Gubiąc
nie pożądamy,
żyjąc w makiecie codzienności.
Szukamy czegoś,
niczym zęba,
którego ktoś
zdążył nam wybić.
Legalne śmierci,
tylko na granicy,
nigdy w zaciszu domu,
z żyletką przyłożoną do żyły.
Błękit nieba nad nami,
gdy myślimy o niebieskich migdałach,
gdy z chmur układamy rzeczywistość
całkiem nową.
Ktoś kiedyś nam powiedział,
żebyśmy uwierzyli w siebie,
ale nie jesteśmy tak łatwowierni.
Nie ma w nas już miejsca na deszcz
i chrobot śniegu pod stopami.
Nie ma smaków do zachwytu
i zapachów dla wspomnień.
Papierem pozacinane dłonie,
białe plamki na paznokciach.
Życie wciśnięte... marność nad marnościami...

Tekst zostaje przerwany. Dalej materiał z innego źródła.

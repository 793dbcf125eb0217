// repopulse-core/src/ports/runner.rs

// What the core needs from the outside world to observe a repository:
// something that executes a named shell command and reports what happened.
// The core never learns whether that is a real shell, a sandbox or a mock.

use crate::error::RepoPulseError;
use async_trait::async_trait;
use std::path::Path;
use std::time::Duration;

/// Outcome of one command execution. Failures are data, not errors: a
/// non-zero exit or a timeout comes back as `success: false` so the
/// collector can degrade instead of aborting the run.
#[derive(Debug, Clone)]
pub struct CommandOutput {
    pub name: String,
    pub success: bool,
    pub stdout: String,
    pub stderr: Option<String>,
}

impl CommandOutput {
    pub fn failed(name: &str, reason: impl Into<String>) -> Self {
        Self {
            name: name.to_string(),
            success: false,
            stdout: String::new(),
            stderr: Some(reason.into()),
        }
    }
}

#[async_trait]
pub trait CommandRunner: Send + Sync {
    async fn run(
        &self,
        name: &str,
        command: &str,
        working_dir: &Path,
        timeout: Duration,
    ) -> Result<CommandOutput, RepoPulseError>;
}
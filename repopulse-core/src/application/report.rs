// repopulse-core/src/application/report.rs

use std::fs;
use std::path::{Path, PathBuf};
use std::time::Duration;

use crate::error::RepoPulseError;

// Application Services
use crate::application::insights::{InsightSet, ReportContext, generate_insights};
use crate::application::ports::agent::InsightAgent;
use crate::application::ports::renderer::TemplateEngine;
use crate::application::render::{MarkdownReporter, ReportArtifact};

// Domain
use crate::domain::error::DomainError;
use crate::domain::metrics::derived::DerivedMetrics;
use crate::domain::metrics::set::MetricSet;
use crate::domain::rules::catalog::RuleCatalog;
use crate::domain::rules::evaluator::RuleEvaluator;
use crate::domain::rules::warning::Warning;

// Infrastructure
use crate::infrastructure::config::report::ReportConfig;
use crate::infrastructure::collector::GitCollector;

// Ports
use crate::ports::runner::CommandRunner;

#[derive(Debug, serde::Serialize)]
pub struct ReportOutcome {
    pub repo_name: String,
    pub metrics_collected: usize,
    pub warnings: Vec<Warning>,
    pub collection_errors: Vec<String>,
    pub insights_included: bool,
    pub markdown_path: PathBuf,
    pub json_path: PathBuf,
}

/// The report orchestrator: collect -> derive -> evaluate -> insights ->
/// render -> persist. Strictly sequential; the only hard failures are the
/// precondition check and artifact IO.
pub async fn run_report(
    runner: &dyn CommandRunner,
    agent: Option<&dyn InsightAgent>,
    engine: &dyn TemplateEngine,
    repo_dir: &Path,
    config: &ReportConfig,
    catalog: &RuleCatalog,
) -> Result<ReportOutcome, RepoPulseError> {
    // 0. PRECONDITION
    if !repo_dir.join(".git").exists() {
        return Err(RepoPulseError::Domain(DomainError::NotARepository(
            repo_dir.display().to_string(),
        )));
    }

    let target_dir = repo_dir.join(&config.target_path);
    if !target_dir.exists() {
        fs::create_dir_all(&target_dir)?;
    }

    // 1. COLLECTION (Infra -> MetricSet)
    println!("🔍 Collecting Git repository data...");
    let collector = GitCollector::new(
        runner,
        Duration::from_secs(config.collector.command_timeout_secs),
    );
    let raw = collector.collect(repo_dir).await;
    println!(
        "   📈 Collected {} metrics ({} errors)",
        raw.len(),
        raw.errors().len()
    );

    // 2. DERIVED METRICS (Domain pure logic)
    println!("🧮 Calculating derived metrics...");
    let derived = DerivedMetrics::compute(&raw);
    let mut evaluation = raw.clone();
    derived.apply_to(&mut evaluation);

    // 3. RULE EVALUATION (Domain pure logic)
    println!("⚠️  Evaluating warning rules...");
    let warnings = RuleEvaluator::evaluate(catalog.rules(), &evaluation);
    println!(
        "   🚨 {} of {} rules triggered",
        warnings.len(),
        catalog.len()
    );

    // 4. INSIGHTS (optional collaborator, soft-fail)
    let insights: Option<InsightSet> = match agent {
        Some(agent) => {
            println!("🤖 Generating insights...");
            let context = ReportContext {
                repo_name: repo_name_of(&raw),
                metrics: evaluation.clone(),
                derived: derived.clone(),
                warnings: warnings.clone(),
            };
            generate_insights(agent, &context).await
        }
        None => None,
    };

    // 5. RENDERING & PERSISTENCE
    println!("📝 Formatting report...");
    let artifact = ReportArtifact::build(&raw, &derived, warnings.clone(), insights);
    let markdown = MarkdownReporter::render(&artifact, engine)?;

    let markdown_path = target_dir.join("report.md");
    crate::infrastructure::fs::atomic_write(&markdown_path, &markdown)?;

    let json_path = target_dir.join("report.json");
    save_json(&json_path, &artifact)?;

    Ok(ReportOutcome {
        repo_name: artifact.repo_name.clone(),
        metrics_collected: raw.len(),
        warnings,
        collection_errors: raw.errors().to_vec(),
        insights_included: artifact.insights.is_some(),
        markdown_path,
        json_path,
    })
}

fn repo_name_of(raw: &MetricSet) -> String {
    raw.text("repo_name").unwrap_or("unknown").to_string()
}

fn save_json<T: serde::Serialize>(path: &Path, data: &T) -> Result<(), RepoPulseError> {
    let content = serde_json::to_string_pretty(data)
        .map_err(|e| RepoPulseError::InternalError(format!("Serialization: {}", e)))?;
    crate::infrastructure::fs::atomic_write(path, content)?;
    Ok(())
}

między październikowe dynie,
listopadowe świeczki, szlochy
i grudzień komercyjnie fałszywy.
Nie patrzymy na politykę,
mamy tylko przypinkę tęczową,
którą boimy się nosić,
bo za łatwo byłoby
złamać nam nos lub kręgosłup.
Bunt kruszy się w dłoniach
niczym spróchniała drewniana figurka.
Osierocony fiolet włosów,
całkiem już utracony,
zmyty codziennością,
aż do poblasków
rybich łusek
skrzydeł ważki.
Nasze kości protestują
przeciwko kolejnym sekundom istnienia,
ale nie umiemy stać się jednością
z czaszką o wspólnych koszmarach
wystawioną na półce.
Czasami kładziemy na piersi kamień
gładszy od warg kochanka,
mieszczący się w pięści,
lecz ciężki i zimny,
spłycający oddech
jak gorset wychowania.
Może oczekiwanie aż się ogrzeje,
od ludzkiego ciepła,
pozwoli podnieść go z ulgą,
może nawet z nadzieją.
Momenty rozpływają się przed oczami,
uciekają niby złote rybki,
palce nie mogą ich pochwycić.
Bladość dłoni przecina zieleń żyłek,
ale ta zieleń,
ta zieleń nie jest żywa.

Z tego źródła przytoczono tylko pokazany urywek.